Whichever lines include the word "existing", copy them as they appear in the data.

□ □ □ □ □ □ □

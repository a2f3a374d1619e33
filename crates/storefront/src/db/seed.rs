//! Seed the catalog and promo codes from YAML.
//!
//! ## YAML Format
//!
//! ```yaml
//! categories:
//!   - name: Viennoiseries
//!     slug: viennoiseries
//!     color: "#e0a84f"
//!     icon: croissant
//!     rank: 1
//!
//! products:
//!   - name: Croissant au beurre
//!     category: viennoiseries
//!     price: "1.20"
//!     stock: 60
//!
//! promo_codes:
//!   - code: BIENVENUE10
//!     kind: percent
//!     value: "10"
//!     minimum_amount: "15.00"
//! ```
//!
//! Seeding is idempotent: categories are matched by slug, products by name,
//! promo codes by code, and existing rows are left untouched.

use serde::Deserialize;
use tracing::{debug, info, instrument};

use fournil_core::Price;

use super::{RepositoryError, Store};
use crate::models::{CategoryInput, ProductFilter, ProductInput, PromoCodeInput};

/// The demo catalog shipped with the storefront.
pub const DEMO_CATALOG: &str = include_str!("../../seed/catalog.yaml");

/// A product entry, referencing its category by slug.
#[derive(Debug, Deserialize)]
pub struct SeedProduct {
    pub name: String,
    #[serde(default)]
    pub description: String,
    pub price: Price,
    #[serde(default)]
    pub images: Vec<String>,
    /// Category slug.
    #[serde(default)]
    pub category: Option<String>,
    #[serde(default)]
    pub stock: u32,
    #[serde(default = "default_available")]
    pub available: bool,
}

const fn default_available() -> bool {
    true
}

/// Full seed file.
#[derive(Debug, Default, Deserialize)]
pub struct SeedData {
    #[serde(default)]
    pub categories: Vec<CategoryInput>,
    #[serde(default)]
    pub products: Vec<SeedProduct>,
    #[serde(default)]
    pub promo_codes: Vec<PromoCodeInput>,
}

/// Counts of what a seeding run did.
#[derive(Debug, Default, Clone, Copy, PartialEq, Eq)]
pub struct SeedResult {
    pub inserted: u64,
    pub skipped: u64,
}

/// Errors while seeding.
#[derive(Debug, thiserror::Error)]
pub enum SeedError {
    #[error("failed to parse YAML: {0}")]
    Parse(#[from] serde_yaml::Error),

    #[error("{} validation errors: {}", .0.len(), .0.join("; "))]
    Invalid(Vec<String>),

    #[error(transparent)]
    Repository(#[from] RepositoryError),
}

impl SeedData {
    /// Parse a seed file.
    ///
    /// # Errors
    ///
    /// Returns `SeedError::Parse` for malformed YAML.
    pub fn from_yaml(content: &str) -> Result<Self, SeedError> {
        Ok(serde_yaml::from_str(content)?)
    }

    /// The demo catalog.
    ///
    /// # Errors
    ///
    /// Returns `SeedError::Parse` if the bundled file is malformed.
    pub fn demo() -> Result<Self, SeedError> {
        Self::from_yaml(DEMO_CATALOG)
    }

    /// List every problem in the file; empty when valid.
    #[must_use]
    pub fn validate(&self) -> Vec<String> {
        let mut errors = Vec::new();
        let mut slugs = Vec::new();
        for (i, category) in self.categories.iter().enumerate() {
            match category.validate() {
                Ok(valid) => {
                    if slugs.contains(&valid.slug) {
                        errors.push(format!("categories[{i}]: duplicate slug {}", valid.slug));
                    }
                    slugs.push(valid.slug);
                }
                Err(e) => errors.push(format!("categories[{i}]: {e}")),
            }
        }
        for (i, product) in self.products.iter().enumerate() {
            if let Err(e) = product.to_input(None).validate() {
                errors.push(format!("products[{i}]: {e}"));
            }
            if let Some(slug) = &product.category
                && !slugs.contains(slug)
            {
                errors.push(format!("products[{i}]: unknown category {slug}"));
            }
        }
        for (i, promo) in self.promo_codes.iter().enumerate() {
            if let Err(e) = promo.validate() {
                errors.push(format!("promo_codes[{i}]: {e}"));
            }
        }
        errors
    }

    /// Insert whatever is missing into `store`.
    ///
    /// # Errors
    ///
    /// Returns `SeedError::Invalid` if validation fails (nothing is written),
    /// or a repository error.
    #[instrument(skip_all, fields(
        categories = self.categories.len(),
        products = self.products.len(),
        promo_codes = self.promo_codes.len(),
    ))]
    pub async fn apply(&self, store: &dyn Store) -> Result<SeedResult, SeedError> {
        let errors = self.validate();
        if !errors.is_empty() {
            return Err(SeedError::Invalid(errors));
        }

        let mut result = SeedResult::default();

        for category in &self.categories {
            let category = category
                .validate()
                .map_err(|e| SeedError::Invalid(vec![e.to_string()]))?;
            if store.get_category_by_slug(&category.slug).await?.is_some() {
                debug!(slug = %category.slug, "Category exists, skipping");
                result.skipped += 1;
                continue;
            }
            store.create_category(&category).await?;
            result.inserted += 1;
        }

        let existing = store.list_products(&ProductFilter::default()).await?;
        for product in &self.products {
            if existing.iter().any(|p| p.name == product.name.trim()) {
                debug!(name = %product.name, "Product exists, skipping");
                result.skipped += 1;
                continue;
            }
            let category_id = match &product.category {
                Some(slug) => store.get_category_by_slug(slug).await?.map(|c| c.id),
                None => None,
            };
            let input = product
                .to_input(category_id)
                .validate()
                .map_err(|e| SeedError::Invalid(vec![e.to_string()]))?;
            store.create_product(&input).await?;
            result.inserted += 1;
        }

        for promo in &self.promo_codes {
            let promo = promo
                .validate()
                .map_err(|e| SeedError::Invalid(vec![e.to_string()]))?;
            if store.get_promo_code_by_code(&promo.code).await?.is_some() {
                debug!(code = %promo.code, "Promo code exists, skipping");
                result.skipped += 1;
                continue;
            }
            store.create_promo_code(&promo).await?;
            result.inserted += 1;
        }

        info!(
            inserted = result.inserted,
            skipped = result.skipped,
            "Seeding complete"
        );
        Ok(result)
    }
}

impl SeedProduct {
    fn to_input(&self, category_id: Option<fournil_core::CategoryId>) -> ProductInput {
        ProductInput {
            name: self.name.clone(),
            description: self.description.clone(),
            price: self.price,
            images: self.images.clone(),
            category_id,
            stock: self.stock,
            available: self.available,
        }
    }
}

#[cfg(test)]
#[allow(clippy::unwrap_used)]
mod tests {
    use super::*;
    use crate::db::CatalogRepository;
    use crate::db::MemoryStore;

    #[test]
    fn test_demo_catalog_is_valid() {
        let demo = SeedData::demo().unwrap();
        assert_eq!(demo.validate(), Vec::<String>::new());
        let codes: Vec<&str> = demo.promo_codes.iter().map(|p| p.code.as_str()).collect();
        assert!(codes.contains(&"BIENVENUE10"));
        assert!(codes.contains(&"FIDELITE5"));
        assert!(codes.contains(&"GOURMAND20"));
    }

    #[test]
    fn test_validate_lists_all_errors() {
        let data = SeedData::from_yaml(
            r#"
categories:
  - name: ""
products:
  - name: Baguette
    category: pains
    price: "-1"
promo_codes:
  - code: "!!"
    kind: fixed
    value: "5"
"#,
        )
        .unwrap();
        let errors = data.validate();
        assert_eq!(errors.len(), 4, "{errors:?}");
    }

    #[tokio::test]
    async fn test_apply_is_idempotent() {
        let store = MemoryStore::new();
        let demo = SeedData::demo().unwrap();

        let first = demo.apply(&store).await.unwrap();
        assert!(first.inserted > 0);
        assert_eq!(first.skipped, 0);

        let second = demo.apply(&store).await.unwrap();
        assert_eq!(second.inserted, 0);
        assert_eq!(second.skipped, first.inserted);

        let products = store.list_products(&ProductFilter::default()).await.unwrap();
        assert!(products.iter().all(|p| p.category_id.is_some()));
    }
}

□ □ □ □ □ □ □

**Expected answer:**
//! promo codes by code, and existing rows are left untouched.
        let existing = store.list_products(&ProductFilter::default()).await?;
            if existing.iter().any(|p| p.name == product.name.trim()) {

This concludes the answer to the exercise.